Top of Records shown

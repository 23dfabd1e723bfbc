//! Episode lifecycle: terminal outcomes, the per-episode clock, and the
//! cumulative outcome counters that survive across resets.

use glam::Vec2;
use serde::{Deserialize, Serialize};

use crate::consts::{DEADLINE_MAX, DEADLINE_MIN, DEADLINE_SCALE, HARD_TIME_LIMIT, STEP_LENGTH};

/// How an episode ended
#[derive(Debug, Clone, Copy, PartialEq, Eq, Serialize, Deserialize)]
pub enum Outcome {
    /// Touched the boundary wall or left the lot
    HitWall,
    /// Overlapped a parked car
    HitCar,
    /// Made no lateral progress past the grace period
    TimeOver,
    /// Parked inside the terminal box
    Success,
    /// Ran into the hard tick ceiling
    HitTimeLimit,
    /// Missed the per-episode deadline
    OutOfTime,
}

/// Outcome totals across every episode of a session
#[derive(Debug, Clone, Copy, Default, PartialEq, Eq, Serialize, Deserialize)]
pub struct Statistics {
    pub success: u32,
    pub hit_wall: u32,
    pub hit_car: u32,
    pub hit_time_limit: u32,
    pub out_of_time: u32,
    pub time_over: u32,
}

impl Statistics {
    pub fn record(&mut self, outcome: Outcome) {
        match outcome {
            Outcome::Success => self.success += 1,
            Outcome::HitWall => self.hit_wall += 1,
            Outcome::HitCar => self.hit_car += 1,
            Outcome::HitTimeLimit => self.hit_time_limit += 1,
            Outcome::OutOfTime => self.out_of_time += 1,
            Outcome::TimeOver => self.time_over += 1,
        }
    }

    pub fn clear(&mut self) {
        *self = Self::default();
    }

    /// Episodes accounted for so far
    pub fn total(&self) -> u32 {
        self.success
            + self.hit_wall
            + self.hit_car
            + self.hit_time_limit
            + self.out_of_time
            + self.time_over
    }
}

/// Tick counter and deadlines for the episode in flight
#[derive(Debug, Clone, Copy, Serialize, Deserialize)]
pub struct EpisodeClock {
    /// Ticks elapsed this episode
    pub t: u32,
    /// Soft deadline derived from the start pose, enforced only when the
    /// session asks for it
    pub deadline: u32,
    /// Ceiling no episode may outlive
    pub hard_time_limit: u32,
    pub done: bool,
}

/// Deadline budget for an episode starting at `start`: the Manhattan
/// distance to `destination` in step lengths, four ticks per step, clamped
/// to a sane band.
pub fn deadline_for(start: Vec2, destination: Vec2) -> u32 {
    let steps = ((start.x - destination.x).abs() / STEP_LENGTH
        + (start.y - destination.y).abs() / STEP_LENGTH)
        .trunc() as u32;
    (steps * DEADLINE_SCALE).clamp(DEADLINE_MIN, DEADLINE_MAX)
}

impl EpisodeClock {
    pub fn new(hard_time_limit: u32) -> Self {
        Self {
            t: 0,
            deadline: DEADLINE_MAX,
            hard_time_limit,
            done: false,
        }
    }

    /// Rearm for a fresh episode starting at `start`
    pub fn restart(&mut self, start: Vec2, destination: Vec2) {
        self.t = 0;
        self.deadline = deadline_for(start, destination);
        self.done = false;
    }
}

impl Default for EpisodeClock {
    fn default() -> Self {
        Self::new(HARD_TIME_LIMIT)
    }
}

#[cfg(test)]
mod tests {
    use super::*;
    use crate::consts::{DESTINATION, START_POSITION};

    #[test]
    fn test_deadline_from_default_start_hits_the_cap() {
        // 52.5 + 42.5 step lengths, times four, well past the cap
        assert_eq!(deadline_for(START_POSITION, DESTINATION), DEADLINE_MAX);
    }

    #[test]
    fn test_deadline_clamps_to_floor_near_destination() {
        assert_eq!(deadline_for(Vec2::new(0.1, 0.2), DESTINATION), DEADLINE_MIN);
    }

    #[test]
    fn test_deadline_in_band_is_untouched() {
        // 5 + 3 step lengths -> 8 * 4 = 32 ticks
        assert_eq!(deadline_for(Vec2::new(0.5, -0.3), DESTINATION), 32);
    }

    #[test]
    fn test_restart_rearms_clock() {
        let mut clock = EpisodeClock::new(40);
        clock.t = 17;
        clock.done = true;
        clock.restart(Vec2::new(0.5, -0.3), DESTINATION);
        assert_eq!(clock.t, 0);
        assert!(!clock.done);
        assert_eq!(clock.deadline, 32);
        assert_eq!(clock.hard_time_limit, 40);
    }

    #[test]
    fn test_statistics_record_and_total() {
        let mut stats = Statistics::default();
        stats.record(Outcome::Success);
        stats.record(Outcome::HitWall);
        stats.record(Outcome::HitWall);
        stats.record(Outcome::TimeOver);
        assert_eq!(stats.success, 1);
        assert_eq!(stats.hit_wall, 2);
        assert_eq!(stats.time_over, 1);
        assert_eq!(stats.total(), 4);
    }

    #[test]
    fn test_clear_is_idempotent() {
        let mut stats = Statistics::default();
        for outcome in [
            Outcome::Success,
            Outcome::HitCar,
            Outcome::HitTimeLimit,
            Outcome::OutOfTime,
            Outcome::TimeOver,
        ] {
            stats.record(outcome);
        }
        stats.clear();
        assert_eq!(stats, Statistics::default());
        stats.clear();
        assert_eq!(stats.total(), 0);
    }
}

Bottom of Records shown

# Try it
Copy down every record, keeping each one exact.

# Completed exercise
repository 23dfabd1e723bfbc
//! Episode lifecycle: terminal outcomes, the per-episode clock, and the
//! cumulative outcome counters that survive across resets.

use glam::Vec2;
use serde::{Deserialize, Serialize};

use crate::consts::{DEADLINE_MAX, DEADLINE_MIN, DEADLINE_SCALE, HARD_TIME_LIMIT, STEP_LENGTH};

/// How an episode ended
#[derive(Debug, Clone, Copy, PartialEq, Eq, Serialize, Deserialize)]
pub enum Outcome {
    /// Touched the boundary wall or left the lot
    HitWall,
    /// Overlapped a parked car
    HitCar,
    /// Made no lateral progress past the grace period
    TimeOver,
    /// Parked inside the terminal box
    Success,
    /// Ran into the hard tick ceiling
    HitTimeLimit,
    /// Missed the per-episode deadline
    OutOfTime,
}

/// Outcome totals across every episode of a session
#[derive(Debug, Clone, Copy, Default, PartialEq, Eq, Serialize, Deserialize)]
pub struct Statistics {
    pub success: u32,
    pub hit_wall: u32,
    pub hit_car: u32,
    pub hit_time_limit: u32,
    pub out_of_time: u32,
    pub time_over: u32,
}

impl Statistics {
    pub fn record(&mut self, outcome: Outcome) {
        match outcome {
            Outcome::Success => self.success += 1,
            Outcome::HitWall => self.hit_wall += 1,
            Outcome::HitCar => self.hit_car += 1,
            Outcome::HitTimeLimit => self.hit_time_limit += 1,
            Outcome::OutOfTime => self.out_of_time += 1,
            Outcome::TimeOver => self.time_over += 1,
        }
    }

    pub fn clear(&mut self) {
        *self = Self::default();
    }

    /// Episodes accounted for so far
    pub fn total(&self) -> u32 {
        self.success
            + self.hit_wall
            + self.hit_car
            + self.hit_time_limit
            + self.out_of_time
            + self.time_over
    }
}

/// Tick counter and deadlines for the episode in flight
#[derive(Debug, Clone, Copy, Serialize, Deserialize)]
pub struct EpisodeClock {
    /// Ticks elapsed this episode
    pub t: u32,
    /// Soft deadline derived from the start pose, enforced only when the
    /// session asks for it
    pub deadline: u32,
    /// Ceiling no episode may outlive
    pub hard_time_limit: u32,
    pub done: bool,
}

/// Deadline budget for an episode starting at `start`: the Manhattan
/// distance to `destination` in step lengths, four ticks per step, clamped
/// to a sane band.
pub fn deadline_for(start: Vec2, destination: Vec2) -> u32 {
    let steps = ((start.x - destination.x).abs() / STEP_LENGTH
        + (start.y - destination.y).abs() / STEP_LENGTH)
        .trunc() as u32;
    (steps * DEADLINE_SCALE).clamp(DEADLINE_MIN, DEADLINE_MAX)
}

impl EpisodeClock {
    pub fn new(hard_time_limit: u32) -> Self {
        Self {
            t: 0,
            deadline: DEADLINE_MAX,
            hard_time_limit,
            done: false,
        }
    }

    /// Rearm for a fresh episode starting at `start`
    pub fn restart(&mut self, start: Vec2, destination: Vec2) {
        self.t = 0;
        self.deadline = deadline_for(start, destination);
        self.done = false;
    }
}

impl Default for EpisodeClock {
    fn default() -> Self {
        Self::new(HARD_TIME_LIMIT)
    }
}

#[cfg(test)]
mod tests {
    use super::*;
    use crate::consts::{DESTINATION, START_POSITION};

    #[test]
    fn test_deadline_from_default_start_hits_the_cap() {
        // 52.5 + 42.5 step lengths, times four, well past the cap
        assert_eq!(deadline_for(START_POSITION, DESTINATION), DEADLINE_MAX);
    }

    #[test]
    fn test_deadline_clamps_to_floor_near_destination() {
        assert_eq!(deadline_for(Vec2::new(0.1, 0.2), DESTINATION), DEADLINE_MIN);
    }

    #[test]
    fn test_deadline_in_band_is_untouched() {
        // 5 + 3 step lengths -> 8 * 4 = 32 ticks
        assert_eq!(deadline_for(Vec2::new(0.5, -0.3), DESTINATION), 32);
    }

    #[test]
    fn test_restart_rearms_clock() {
        let mut clock = EpisodeClock::new(40);
        clock.t = 17;
        clock.done = true;
        clock.restart(Vec2::new(0.5, -0.3), DESTINATION);
        assert_eq!(clock.t, 0);
        assert!(!clock.done);
        assert_eq!(clock.deadline, 32);
        assert_eq!(clock.hard_time_limit, 40);
    }

    #[test]
    fn test_statistics_record_and_total() {
        let mut stats = Statistics::default();
        stats.record(Outcome::Success);
        stats.record(Outcome::HitWall);
        stats.record(Outcome::HitWall);
        stats.record(Outcome::TimeOver);
        assert_eq!(stats.success, 1);
        assert_eq!(stats.hit_wall, 2);
        assert_eq!(stats.time_over, 1);
        assert_eq!(stats.total(), 4);
    }

    #[test]
    fn test_clear_is_idempotent() {
        let mut stats = Statistics::default();
        for outcome in [
            Outcome::Success,
            Outcome::HitCar,
            Outcome::HitTimeLimit,
            Outcome::OutOfTime,
            Outcome::TimeOver,
        ] {
            stats.record(outcome);
        }
        stats.clear();
        assert_eq!(stats, Statistics::default());
        stats.clear();
        assert_eq!(stats.total(), 0);
    }
}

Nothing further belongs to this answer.